My new friend Forgnot

Some time ago, I added a note to the front page of the Wiki to the effect that the its structure wasn’t especially effective for people who were just starting to get involved with what I’m doing. I’ve wondered if that’s part of the reason I’ve been doing this alone so far. (Probably not.) In any case, I’ve made great strides in the creation of a structure that’s more suitable for someone to just jump in and read.

What progress has been made, however, has been inside a specific paradigm, which has recently been replaced.

So I made a new friend, Forgnot, who’s been challenging me in some very useful ways. The most important way is to give up being annoyed at, or invalidating his suggestions, and taking them on as challenges and ways I might possibly improve. Much of it is not appropriate material for this blog, being of a very personal nature, but I’ll share what I can.

We’ve clarified, at least in my mind, what this is all about, and how to make it work better. When I first started assembling the wiki (actually, the second time; the first one was destroyed by my incompetence) it was a very, very loose and jumbled collection of ideas that I tried to form into a narrative patterned after the Twelve Steps of Alcoholics Anonymous. Later I realized this would not work. (I forget why, and unfortunately made no notes about it.)

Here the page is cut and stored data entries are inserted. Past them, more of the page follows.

// Copyright 2024 The rp-shell authors
//
// Licensed under the Apache License, Version 2.0 (the "License");
// you may not use this file except in compliance with the License.
// You may obtain a copy of the License at
//
//     http://www.apache.org/licenses/LICENSE-2.0
//
// Unless required by applicable law or agreed to in writing, software
// distributed under the License is distributed on an "AS IS" BASIS,
// WITHOUT WARRANTIES OR CONDITIONS OF ANY KIND, either express or implied.
// See the License for the specific language governing permissions and
// limitations under the License.

use schemars::JsonSchema;
use serde::{Deserialize, Serialize};

mod environments;
mod platform;
mod provider;

pub use self::{
    environments::{EnvironmentConfig, EnvironmentsConfig, InvalidRedirectUrlError, RedirectUrl},
    platform::PlatformConfig,
    provider::{ProviderConfig, SecretRef, KNOWN_ATTRIBUTES},
};
use crate::util::ConfigurationSection;

/// Configuration descriptor root
#[derive(Debug, Clone, Serialize, Deserialize, JsonSchema)]
pub struct RootConfig {
    /// The external OIDC provider, shared by every environment
    pub provider: ProviderConfig,

    /// Settings of the managed identity platform
    #[serde(default)]
    pub platform: PlatformConfig,

    /// Per-environment bindings, keyed by environment name
    pub environments: EnvironmentsConfig,
}

impl ConfigurationSection for RootConfig {
    fn validate(&self, figment: &figment::Figment) -> Result<(), figment::error::Error> {
        self.provider.validate(figment)?;
        self.platform.validate(figment)?;
        self.environments.validate(figment)?;

        Ok(())
    }
}
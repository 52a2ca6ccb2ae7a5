// Copyright 2024 The rp-shell authors
//
// Licensed under the Apache License, Version 2.0 (the "License");
// you may not use this file except in compliance with the License.
// You may obtain a copy of the License at
//
//     http://www.apache.org/licenses/LICENSE-2.0
//
// Unless required by applicable law or agreed to in writing, software
// distributed under the License is distributed on an "AS IS" BASIS,
// WITHOUT WARRANTIES OR CONDITIONS OF ANY KIND, either express or implied.
// See the License for the specific language governing permissions and
// limitations under the License.

#![deny(missing_docs, rustdoc::missing_crate_level_docs)]
#![allow(clippy::module_name_repetitions)]

//! Configuration descriptor of the OIDC relying party.
//!
//! A descriptor is written once and bound to several deployment
//! environments. The provider registration is shared between all of them,
//! while each environment brings its own hosted-domain label and redirect
//! allow lists.

mod descriptor;
pub(crate) mod schema;
mod secrets;
mod sections;
pub(crate) mod util;

pub use self::{
    descriptor::{
        check_interchangeable, Descriptor, InterchangeabilityError, ProviderRegistration,
        UnknownEnvironmentError,
    },
    schema::json_schema,
    secrets::{ClientCredentials, EnvSecretStore, SecretError, SecretStore, StaticSecretStore},
    sections::*,
    util::{layered_figment, ConfigurationSection, ConfigurationSectionExt, ENV_PREFIX},
};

So the organization of the wiki suffered and it became more of a glossary or ad-hoc encyclopedia. I decided that I needed something more concrete for people to get into, so I started assembling ‘conversations’ based around a few related ideas, to be presented as one-off seminar-type things. They started out strictly linear.

A linear format doesn’t work very well for a conversation where you don’t know what people will bring, so I  took sections of each conversation and created different ‘options’ for what could go in that slot, depending on what was called for.

I didn’t realize how constraining this format is under Forgnot pointed out to me how rigid my thinking was and how much it was getting in my way.

We’ve had several long conversations about what this is all about; the why and the how. Like a character foil, he’s clarified these things by challenging my ideas about them. We settled on an image of creating ‘bricks,’ or kind of self-contained ideas, which can be added to a conversation to increase its value. (I didn’t mention this to him, but the ‘bricks’ will probably end up structured such that you could throw them into any old conversation, not just the kind we have here.)

I’ve created an account for Forgnot here, and he’ll be posting his own thoughts and contributions. This should be a very helpful and rewarding collaboration.